WHAT TO DO ▸ Whenever a line of the data below holds the string "Serialize", copy that line.

☆ ☆ ☆

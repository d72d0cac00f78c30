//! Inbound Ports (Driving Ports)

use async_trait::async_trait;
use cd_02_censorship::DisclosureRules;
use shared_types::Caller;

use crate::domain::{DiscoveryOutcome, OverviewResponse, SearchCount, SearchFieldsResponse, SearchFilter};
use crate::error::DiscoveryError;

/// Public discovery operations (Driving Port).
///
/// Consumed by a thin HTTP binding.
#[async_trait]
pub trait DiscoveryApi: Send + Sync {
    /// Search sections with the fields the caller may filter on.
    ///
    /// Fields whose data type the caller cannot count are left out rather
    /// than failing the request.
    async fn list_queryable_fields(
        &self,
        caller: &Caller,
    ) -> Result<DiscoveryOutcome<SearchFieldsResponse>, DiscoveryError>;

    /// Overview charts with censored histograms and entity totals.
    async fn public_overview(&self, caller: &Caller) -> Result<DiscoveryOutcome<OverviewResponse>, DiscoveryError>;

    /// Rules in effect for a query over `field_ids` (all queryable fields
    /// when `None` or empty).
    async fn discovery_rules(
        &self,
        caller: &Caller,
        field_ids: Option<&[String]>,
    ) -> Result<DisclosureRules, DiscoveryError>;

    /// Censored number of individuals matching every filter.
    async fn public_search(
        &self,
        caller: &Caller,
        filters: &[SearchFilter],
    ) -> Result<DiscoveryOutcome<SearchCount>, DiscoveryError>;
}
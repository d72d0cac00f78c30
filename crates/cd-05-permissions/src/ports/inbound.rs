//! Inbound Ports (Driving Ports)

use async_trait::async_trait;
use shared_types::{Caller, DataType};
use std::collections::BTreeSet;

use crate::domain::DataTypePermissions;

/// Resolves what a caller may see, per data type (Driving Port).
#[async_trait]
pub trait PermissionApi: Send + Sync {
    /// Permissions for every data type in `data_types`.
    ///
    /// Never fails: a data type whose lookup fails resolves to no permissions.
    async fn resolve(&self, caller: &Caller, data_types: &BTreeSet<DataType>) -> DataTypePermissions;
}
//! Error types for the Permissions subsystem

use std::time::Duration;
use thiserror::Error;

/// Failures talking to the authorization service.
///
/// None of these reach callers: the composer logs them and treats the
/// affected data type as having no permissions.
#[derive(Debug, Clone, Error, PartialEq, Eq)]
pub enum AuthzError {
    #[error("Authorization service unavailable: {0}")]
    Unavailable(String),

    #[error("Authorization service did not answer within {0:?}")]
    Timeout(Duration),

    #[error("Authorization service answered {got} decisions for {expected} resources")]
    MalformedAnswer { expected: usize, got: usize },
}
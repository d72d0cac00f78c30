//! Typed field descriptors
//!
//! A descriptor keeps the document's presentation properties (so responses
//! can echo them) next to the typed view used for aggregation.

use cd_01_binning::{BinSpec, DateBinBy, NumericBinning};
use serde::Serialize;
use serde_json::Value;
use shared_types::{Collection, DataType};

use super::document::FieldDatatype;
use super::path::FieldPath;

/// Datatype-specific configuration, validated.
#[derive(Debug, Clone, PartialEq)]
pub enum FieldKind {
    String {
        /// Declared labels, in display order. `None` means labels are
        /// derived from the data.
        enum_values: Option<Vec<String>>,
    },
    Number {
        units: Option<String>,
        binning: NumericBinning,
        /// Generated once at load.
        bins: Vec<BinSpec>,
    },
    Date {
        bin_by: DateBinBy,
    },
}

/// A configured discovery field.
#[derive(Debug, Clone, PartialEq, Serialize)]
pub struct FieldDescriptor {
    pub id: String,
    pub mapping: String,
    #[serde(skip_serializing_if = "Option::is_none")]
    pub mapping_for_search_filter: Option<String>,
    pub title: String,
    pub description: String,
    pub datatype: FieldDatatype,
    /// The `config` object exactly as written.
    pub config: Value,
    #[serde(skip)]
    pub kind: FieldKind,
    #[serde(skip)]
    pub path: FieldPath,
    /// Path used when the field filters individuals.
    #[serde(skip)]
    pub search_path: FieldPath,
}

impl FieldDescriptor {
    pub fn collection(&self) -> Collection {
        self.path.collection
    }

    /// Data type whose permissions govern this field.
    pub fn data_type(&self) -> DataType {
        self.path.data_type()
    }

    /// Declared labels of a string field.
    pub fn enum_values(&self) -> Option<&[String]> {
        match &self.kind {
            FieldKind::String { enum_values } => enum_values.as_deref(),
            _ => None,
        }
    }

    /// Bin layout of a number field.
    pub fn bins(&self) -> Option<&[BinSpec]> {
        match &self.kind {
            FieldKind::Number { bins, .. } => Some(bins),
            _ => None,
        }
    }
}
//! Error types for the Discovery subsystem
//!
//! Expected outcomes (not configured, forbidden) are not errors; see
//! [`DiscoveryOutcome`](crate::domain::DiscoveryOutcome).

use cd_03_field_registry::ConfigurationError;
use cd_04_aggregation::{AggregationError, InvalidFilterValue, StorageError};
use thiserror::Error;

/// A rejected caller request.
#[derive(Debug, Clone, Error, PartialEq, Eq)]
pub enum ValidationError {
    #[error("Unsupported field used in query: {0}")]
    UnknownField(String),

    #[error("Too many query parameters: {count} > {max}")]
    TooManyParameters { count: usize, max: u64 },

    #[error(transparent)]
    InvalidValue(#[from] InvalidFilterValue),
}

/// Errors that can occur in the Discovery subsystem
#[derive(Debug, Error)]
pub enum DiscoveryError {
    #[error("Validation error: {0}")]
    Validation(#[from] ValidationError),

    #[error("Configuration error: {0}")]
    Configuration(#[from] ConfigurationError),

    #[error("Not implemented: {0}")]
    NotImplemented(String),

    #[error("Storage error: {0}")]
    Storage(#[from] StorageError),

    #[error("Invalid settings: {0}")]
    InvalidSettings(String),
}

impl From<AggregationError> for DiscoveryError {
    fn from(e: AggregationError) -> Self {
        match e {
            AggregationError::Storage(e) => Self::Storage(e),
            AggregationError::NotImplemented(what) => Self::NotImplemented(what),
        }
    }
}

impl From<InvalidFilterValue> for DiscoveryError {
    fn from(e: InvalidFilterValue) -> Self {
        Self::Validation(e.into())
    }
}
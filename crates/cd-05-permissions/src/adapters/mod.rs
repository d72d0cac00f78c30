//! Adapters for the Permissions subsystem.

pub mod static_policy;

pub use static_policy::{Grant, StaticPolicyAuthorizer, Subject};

☆ ☆ ☆

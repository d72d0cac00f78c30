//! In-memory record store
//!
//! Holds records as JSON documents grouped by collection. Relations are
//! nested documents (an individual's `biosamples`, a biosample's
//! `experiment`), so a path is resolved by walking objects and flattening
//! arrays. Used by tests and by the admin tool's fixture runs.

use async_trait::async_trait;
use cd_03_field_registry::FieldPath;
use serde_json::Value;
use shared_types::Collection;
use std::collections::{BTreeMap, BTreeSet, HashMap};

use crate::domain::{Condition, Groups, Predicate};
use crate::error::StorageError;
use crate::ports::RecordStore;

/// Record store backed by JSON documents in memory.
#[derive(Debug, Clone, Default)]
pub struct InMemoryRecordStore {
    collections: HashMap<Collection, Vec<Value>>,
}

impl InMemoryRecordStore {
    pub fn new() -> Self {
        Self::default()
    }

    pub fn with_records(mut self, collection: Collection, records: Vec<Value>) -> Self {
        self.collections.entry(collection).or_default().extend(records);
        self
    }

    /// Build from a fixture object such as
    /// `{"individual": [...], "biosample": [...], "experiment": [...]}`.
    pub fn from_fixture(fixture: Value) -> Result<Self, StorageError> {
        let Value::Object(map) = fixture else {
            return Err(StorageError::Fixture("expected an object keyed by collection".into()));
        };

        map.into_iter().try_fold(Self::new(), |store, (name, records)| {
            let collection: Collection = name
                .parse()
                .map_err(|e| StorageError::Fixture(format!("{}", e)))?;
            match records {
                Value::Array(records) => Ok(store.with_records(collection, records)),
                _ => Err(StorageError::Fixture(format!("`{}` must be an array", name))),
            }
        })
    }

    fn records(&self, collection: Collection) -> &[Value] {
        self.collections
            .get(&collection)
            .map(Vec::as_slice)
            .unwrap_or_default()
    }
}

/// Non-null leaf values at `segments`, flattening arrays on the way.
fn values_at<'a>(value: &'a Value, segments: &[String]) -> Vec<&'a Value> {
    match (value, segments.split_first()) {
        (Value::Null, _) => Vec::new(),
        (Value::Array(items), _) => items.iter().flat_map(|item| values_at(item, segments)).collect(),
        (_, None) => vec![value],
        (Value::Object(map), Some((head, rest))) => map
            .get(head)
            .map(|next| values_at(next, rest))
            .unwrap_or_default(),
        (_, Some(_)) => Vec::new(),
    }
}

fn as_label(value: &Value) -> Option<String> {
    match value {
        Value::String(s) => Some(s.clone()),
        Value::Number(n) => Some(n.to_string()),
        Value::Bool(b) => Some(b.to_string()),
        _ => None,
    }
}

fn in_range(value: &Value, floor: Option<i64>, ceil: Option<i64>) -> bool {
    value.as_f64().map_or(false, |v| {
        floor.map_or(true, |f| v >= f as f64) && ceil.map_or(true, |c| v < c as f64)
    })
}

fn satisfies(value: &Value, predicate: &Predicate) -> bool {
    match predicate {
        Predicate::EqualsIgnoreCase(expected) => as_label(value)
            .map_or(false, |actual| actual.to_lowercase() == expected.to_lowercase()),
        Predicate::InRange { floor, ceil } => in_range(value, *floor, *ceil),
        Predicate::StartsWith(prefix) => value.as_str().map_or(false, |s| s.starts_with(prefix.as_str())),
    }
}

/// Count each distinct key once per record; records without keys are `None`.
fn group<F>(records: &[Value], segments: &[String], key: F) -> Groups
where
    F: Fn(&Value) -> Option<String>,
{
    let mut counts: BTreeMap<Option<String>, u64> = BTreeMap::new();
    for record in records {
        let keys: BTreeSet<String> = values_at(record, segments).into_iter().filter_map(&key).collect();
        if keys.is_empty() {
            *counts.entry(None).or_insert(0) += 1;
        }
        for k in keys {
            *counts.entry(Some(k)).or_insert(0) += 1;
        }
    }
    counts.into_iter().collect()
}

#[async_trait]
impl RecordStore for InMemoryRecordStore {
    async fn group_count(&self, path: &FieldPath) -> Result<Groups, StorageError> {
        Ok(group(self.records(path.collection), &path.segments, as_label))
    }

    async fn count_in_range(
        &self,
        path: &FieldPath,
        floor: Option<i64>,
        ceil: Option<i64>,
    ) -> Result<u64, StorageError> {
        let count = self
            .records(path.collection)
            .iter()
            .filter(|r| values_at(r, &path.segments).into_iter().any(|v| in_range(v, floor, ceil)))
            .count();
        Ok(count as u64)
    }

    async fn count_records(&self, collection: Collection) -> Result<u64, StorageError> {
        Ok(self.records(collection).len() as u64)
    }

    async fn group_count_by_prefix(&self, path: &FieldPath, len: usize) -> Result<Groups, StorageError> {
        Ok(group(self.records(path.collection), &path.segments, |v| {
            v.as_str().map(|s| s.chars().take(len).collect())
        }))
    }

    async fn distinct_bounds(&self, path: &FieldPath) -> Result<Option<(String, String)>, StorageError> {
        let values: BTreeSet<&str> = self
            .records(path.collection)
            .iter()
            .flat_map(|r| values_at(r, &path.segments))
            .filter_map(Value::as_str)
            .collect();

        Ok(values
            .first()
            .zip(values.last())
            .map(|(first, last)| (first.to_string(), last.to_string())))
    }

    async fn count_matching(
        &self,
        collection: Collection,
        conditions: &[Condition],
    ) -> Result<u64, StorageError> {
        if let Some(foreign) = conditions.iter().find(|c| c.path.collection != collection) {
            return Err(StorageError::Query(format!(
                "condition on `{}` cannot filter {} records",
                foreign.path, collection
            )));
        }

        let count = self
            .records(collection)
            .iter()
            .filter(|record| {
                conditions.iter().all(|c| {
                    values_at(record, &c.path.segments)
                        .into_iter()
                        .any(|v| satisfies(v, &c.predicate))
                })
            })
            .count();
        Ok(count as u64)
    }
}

☆ ☆ ☆

ANSWER BOX ▸
use serde::Serialize;
#[derive(Debug, Clone, PartialEq, Serialize)]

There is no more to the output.